Cajun Chicken Alfredo fettuccine Pasta with Velveeta Sauce


  • Author: Emily Wilkinson
  • Total Time: 30 minutes
  • Yield: 6 1x

Ingredients

Scale

Ingredients You’ll Need

  • 1.5 lbs boneless, skinless chicken breasts, cut into 1-inch cubes
  • 2 tbsp olive oil, divided
  • 2 tbsp Cajun seasoning
  • 1 tsp garlic powder
  • 1/2 tsp smoked paprika
  • 1/4 tsp black pepper
  • 1 lb fettuccine pasta
  • 4 tbsp butter
  • 4 cloves garlic, minced
  • 3 cups heavy cream
  • 8 oz Velveeta cheese, cubed
  • 1 cup grated Parmesan cheese
  • 1/2 cup chicken broth
  • Salt to taste
  • Optional: Chopped chives for garnish

Instructions

Preparation

Step 1: In a large bowl, toss the cubed chicken with 1 tbsp olive oil, Cajun seasoning, garlic powder, smoked paprika, and black pepper. Coat the chicken evenly so every piece has flavor.

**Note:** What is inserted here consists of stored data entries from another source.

use std::io::Write;

use serde::Serialize;
use thiserror::Error;

use macross_core::WindowPair;

use crate::engine::BacktestRun;
use crate::metrics::MetricsReport;
use crate::optimizer::Optimization;

#[derive(Debug, Error)]
pub enum ReportError {
    #[error("failed to write report: {0}")]
    Io(#[from] std::io::Error),
    #[error("failed to serialize report: {0}")]
    Json(#[from] serde_json::Error),
}

/// Everything a renderer may show for one backtest.
#[derive(Debug, Clone, Copy)]
pub struct Report<'a> {
    pub ticker: &'a str,
    pub run: &'a BacktestRun,
    pub optimization: Option<&'a Optimization>,
}

impl<'a> Report<'a> {
    pub fn new(ticker: &'a str, run: &'a BacktestRun) -> Self {
        Self {
            ticker,
            run,
            optimization: None,
        }
    }

    pub fn with_optimization(mut self, optimization: &'a Optimization) -> Self {
        self.optimization = Some(optimization);
        self
    }
}

pub trait ReportRenderer {
    fn render(&self, report: &Report<'_>, out: &mut dyn Write) -> Result<(), ReportError>;
}

/// Fixed console layout: one line per metric, `N/A` for undefined values.
#[derive(Debug, Clone, Copy, Default)]
pub struct TextRenderer;

impl ReportRenderer for TextRenderer {
    fn render(&self, report: &Report<'_>, out: &mut dyn Write) -> Result<(), ReportError> {
        if let Some(opt) = report.optimization {
            writeln!(out, "--- Optimization Complete ---")?;
            writeln!(
                out,
                "Best parameters are Short={}, Long={} ({} candidates evaluated)",
                opt.best.short, opt.best.long, opt.evaluated
            )?;
            writeln!(out)?;
        }

        let pair = report.run.pair;
        writeln!(
            out,
            "{} SMA crossover (Short={}, Long={})",
            report.ticker, pair.short, pair.long
        )?;
        write_metrics(&report.run.metrics, out)?;
        Ok(())
    }
}

fn write_metrics(m: &MetricsReport, out: &mut dyn Write) -> Result<(), ReportError> {
    writeln!(out, "--- Performance Metrics ---")?;
    writeln!(out, "Total Strategy Return: {}", percent(m.total_strategy_return))?;
    writeln!(out, "Total Buy-and-Hold Return: {}", percent(m.total_benchmark_return))?;
    writeln!(out, "Sharpe Ratio: {}", fixed(m.sharpe_ratio))?;
    writeln!(out, "Maximum Drawdown: {}", percent(m.max_drawdown))?;
    writeln!(out, "Beta: {}", fixed(m.beta))?;
    writeln!(out, "Annualised Alpha: {}", fixed(m.annualized_alpha))?;
    writeln!(out, "Annualised Volatility: {}", fixed(m.annualized_volatility))?;
    writeln!(out, "Calmar Ratio: {}", fixed(m.calmar_ratio))?;
    Ok(())
}

fn percent(value: Option<f64>) -> String {
    match value {
        Some(v) if v.is_finite() => format!("{:.2}%", v * 100.0),
        _ => "N/A".to_string(),
    }
}

fn fixed(value: Option<f64>) -> String {
    match value {
        Some(v) if v.is_finite() => format!("{:.2}", v),
        _ => "N/A".to_string(),
    }
}

/// Pretty JSON; undefined metrics serialize as `null`.
#[derive(Debug, Clone, Copy, Default)]
pub struct JsonRenderer;

#[derive(Debug, Serialize)]
struct JsonReport<'a> {
    ticker: &'a str,
    model: &'a str,
    pair: WindowPair,
    bars: usize,
    first_date: Option<String>,
    last_date: Option<String>,
    trades: usize,
    metrics: &'a MetricsReport,
    optimization: Option<OptimizationSummary>,
}

#[derive(Debug, Serialize)]
struct OptimizationSummary {
    best: WindowPair,
    best_sharpe: Option<f64>,
    evaluated: usize,
}

impl ReportRenderer for JsonRenderer {
    fn render(&self, report: &Report<'_>, out: &mut dyn Write) -> Result<(), ReportError> {
        let series = &report.run.series;
        let json = JsonReport {
            ticker: report.ticker,
            model: report.run.model_id,
            pair: report.run.pair,
            bars: series.len(),
            first_date: series.dates.first().map(ToString::to_string),
            last_date: series.dates.last().map(ToString::to_string),
            trades: series.events().len(),
            metrics: &report.run.metrics,
            optimization: report.optimization.map(|o| OptimizationSummary {
                best: o.best,
                best_sharpe: o.best_sharpe,
                evaluated: o.evaluated,
            }),
        };
        serde_json::to_writer_pretty(&mut *out, &json)?;
        writeln!(out)?;
        Ok(())
    }
}

#[cfg(test)]
mod tests {
    use super::*;
    use crate::engine::BacktestEngine;
    use chrono::NaiveDate;
    use macross_core::PriceSeries;
    use pretty_assertions::assert_eq;

    fn scenario_run() -> BacktestRun {
        let closes = [
            100.0, 102.0, 101.0, 105.0, 110.0, 108.0, 115.0, 120.0, 118.0, 125.0,
        ];
        let prices = PriceSeries::from_closes(NaiveDate::from_ymd_opt(2020, 1, 1).unwrap(), &closes);
        BacktestEngine::default().run(&prices, WindowPair::new(2, 4))
    }

    fn render(renderer: &dyn ReportRenderer, report: &Report<'_>) -> String {
        let mut buf = Vec::new();
        renderer.render(report, &mut buf).unwrap();
        String::from_utf8(buf).unwrap()
    }

    #[test]
    fn test_format_helpers() {
        assert_eq!(percent(Some(0.123456)), "12.35%");
        assert_eq!(percent(Some(-0.05)), "-5.00%");
        assert_eq!(fixed(Some(1.005)), "1.00");
        assert_eq!(fixed(Some(2.0)), "2.00");
        assert_eq!(fixed(None), "N/A");
        assert_eq!(percent(Some(f64::NAN)), "N/A");
    }

    #[test]
    fn test_text_layout() {
        let run = scenario_run();
        let text = render(&TextRenderer, &Report::new("TEST", &run));
        let lines: Vec<&str> = text.lines().collect();

        assert_eq!(lines[0], "TEST SMA crossover (Short=2, Long=4)");
        assert_eq!(lines[1], "--- Performance Metrics ---");
        assert_eq!(lines[2], "Total Strategy Return: 15.74%");
        assert_eq!(lines[3], "Total Buy-and-Hold Return: 25.00%");
        assert!(lines[4].starts_with("Sharpe Ratio: "));
        assert_eq!(lines[5], "Maximum Drawdown: 1.67%");
        let labels: Vec<&str> = lines[6..].iter().map(|l| l.split(':').next().unwrap()).collect();
        assert_eq!(
            labels,
            vec!["Beta", "Annualised Alpha", "Annualised Volatility", "Calmar Ratio"]
        );
    }

    #[test]
    fn test_text_renders_undefined_as_na() {
        let prices = PriceSeries::from_closes(NaiveDate::from_ymd_opt(2020, 1, 1).unwrap(), &[50.0; 20]);
        let run = BacktestEngine::default().run(&prices, WindowPair::new(2, 4));
        let text = render(&TextRenderer, &Report::new("FLAT", &run));

        assert!(text.contains("Sharpe Ratio: N/A"));
        assert!(text.contains("Calmar Ratio: N/A"));
        assert!(text.contains("Beta: N/A"));
        assert!(text.contains("Maximum Drawdown: 0.00%"));
    }

    #[test]
    fn test_text_includes_optimization_header() {
        let run = scenario_run();
        let opt = Optimization {
            best: WindowPair::new(2, 4),
            best_sharpe: Some(1.5),
            evaluated: 3,
            scores: Vec::new(),
        };
        let text = render(&TextRenderer, &Report::new("TEST", &run).with_optimization(&opt));
        assert!(text.starts_with("--- Optimization Complete ---\n"));
        assert!(text.contains("Best parameters are Short=2, Long=4"));
    }

    #[test]
    fn test_json_uses_null_for_undefined() {
        let prices = PriceSeries::from_closes(NaiveDate::from_ymd_opt(2020, 1, 1).unwrap(), &[50.0; 20]);
        let run = BacktestEngine::default().run(&prices, WindowPair::new(2, 4));
        let text = render(&JsonRenderer, &Report::new("FLAT", &run));
        let value: serde_json::Value = serde_json::from_str(&text).unwrap();

        assert_eq!(value["ticker"], "FLAT");
        assert_eq!(value["pair"]["short"], 2);
        assert_eq!(value["pair"]["long"], 4);
        assert_eq!(value["first_date"], "2020-01-01");
        assert!(value["metrics"]["sharpe_ratio"].is_null());
        assert_eq!(value["metrics"]["total_strategy_return"], 0.0);
        assert!(value["optimization"].is_null());
    }
}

Step 2: Heat the remaining 1 tbsp olive oil in a large skillet over medium-high heat. Add the chicken in a single layer. Cook for 6 to 8 minutes, turning occasionally, until the cubes are golden brown and cooked through. Remove from the skillet and set aside.

Step 3: While the chicken cooks, bring a large pot of salted water to a boil. Add the fettuccine and cook until al dente, according to package directions. Drain and set aside.

Step 4: In the same skillet you used for the chicken, melt the butter over medium heat. Add the minced garlic and sauté for about 1 minute until fragrant but not browned.

Step 5: Pour in the heavy cream and bring to a gentle simmer. Stir occasionally, letting the cream warm through. Reduce the heat to low, then add the Velveeta cubes and Parmesan cheese. Stir continuously until the cheeses melt completely and the sauce becomes silky and smooth.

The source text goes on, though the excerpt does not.